All of the data must be retyped exactly, with nothing left out.

Dataset excerpts
↓

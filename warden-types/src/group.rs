use chrono::{DateTime, Utc};
use serde::{Deserialize, Serialize};
use strum::{Display, EnumString};

use crate::Metadata;

/// Depth bound on the group tree and on every ancestor/descendant query.
/// Requests beyond this are clamped, not rejected.
pub const MAX_LEVEL: u64 = 5;

/// The closed set of member kinds, seeded at migration. A group holds
/// members of exactly one kind and children inherit it from their parent.
#[derive(
    Debug, Clone, Copy, PartialEq, Eq, Hash, Serialize, Deserialize, Display, EnumString,
)]
#[serde(rename_all = "lowercase")]
#[strum(serialize_all = "lowercase")]
pub enum MemberKind {
    Users = 0,
    Things = 1,
}

impl TryFrom<i64> for MemberKind {
    type Error = i64;

    fn try_from(value: i64) -> Result<Self, Self::Error> {
        match value {
            0 => Ok(Self::Users),
            1 => Ok(Self::Things),
            other => Err(other),
        }
    }
}

/// A node in a per-owner tree. `path` is the dotted sequence of ancestor
/// ids terminating in the node's own id and `level` is its length, so a
/// root has `path == id` and `level == 1`.
#[derive(Debug, Clone, PartialEq, Eq, Serialize, Deserialize)]
pub struct Group {
    pub id: String,
    pub owner_id: String,
    #[serde(skip_serializing_if = "Option::is_none")]
    pub parent_id: Option<String>,
    pub name: String,
    #[serde(default)]
    pub description: String,
    #[serde(default)]
    pub metadata: Metadata,
    pub path: String,
    pub level: u64,
    pub variant: MemberKind,
    pub created_at: DateTime<Utc>,
    pub updated_at: DateTime<Utc>,
}

/// Filters for group listings. A zero `level` means "no explicit bound"
/// and is treated as [`MAX_LEVEL`].
#[derive(Debug, Clone, Default, PartialEq, Eq, Serialize, Deserialize)]
pub struct GroupFilter {
    pub owner_id: Option<String>,
    pub level: u64,
    pub metadata: Option<Metadata>,
    pub offset: u64,
    pub limit: u64,
}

↑

> [EXPECTED ANSWER]:
filename warden-types/src/group.rs
use chrono::{DateTime, Utc};
use serde::{Deserialize, Serialize};
use strum::{Display, EnumString};

use crate::Metadata;

/// Depth bound on the group tree and on every ancestor/descendant query.
/// Requests beyond this are clamped, not rejected.
pub const MAX_LEVEL: u64 = 5;

/// The closed set of member kinds, seeded at migration. A group holds
/// members of exactly one kind and children inherit it from their parent.
#[derive(
    Debug, Clone, Copy, PartialEq, Eq, Hash, Serialize, Deserialize, Display, EnumString,
)]
#[serde(rename_all = "lowercase")]
#[strum(serialize_all = "lowercase")]
pub enum MemberKind {
    Users = 0,
    Things = 1,
}

impl TryFrom<i64> for MemberKind {
    type Error = i64;

    fn try_from(value: i64) -> Result<Self, Self::Error> {
        match value {
            0 => Ok(Self::Users),
            1 => Ok(Self::Things),
            other => Err(other),
        }
    }
}

/// A node in a per-owner tree. `path` is the dotted sequence of ancestor
/// ids terminating in the node's own id and `level` is its length, so a
/// root has `path == id` and `level == 1`.
#[derive(Debug, Clone, PartialEq, Eq, Serialize, Deserialize)]
pub struct Group {
    pub id: String,
    pub owner_id: String,
    #[serde(skip_serializing_if = "Option::is_none")]
    pub parent_id: Option<String>,
    pub name: String,
    #[serde(default)]
    pub description: String,
    #[serde(default)]
    pub metadata: Metadata,
    pub path: String,
    pub level: u64,
    pub variant: MemberKind,
    pub created_at: DateTime<Utc>,
    pub updated_at: DateTime<Utc>,
}

/// Filters for group listings. A zero `level` means "no explicit bound"
/// and is treated as [`MAX_LEVEL`].
#[derive(Debug, Clone, Default, PartialEq, Eq, Serialize, Deserialize)]
pub struct GroupFilter {
    pub owner_id: Option<String>,
    pub level: u64,
    pub metadata: Option<Metadata>,
    pub offset: u64,
    pub limit: u64,
}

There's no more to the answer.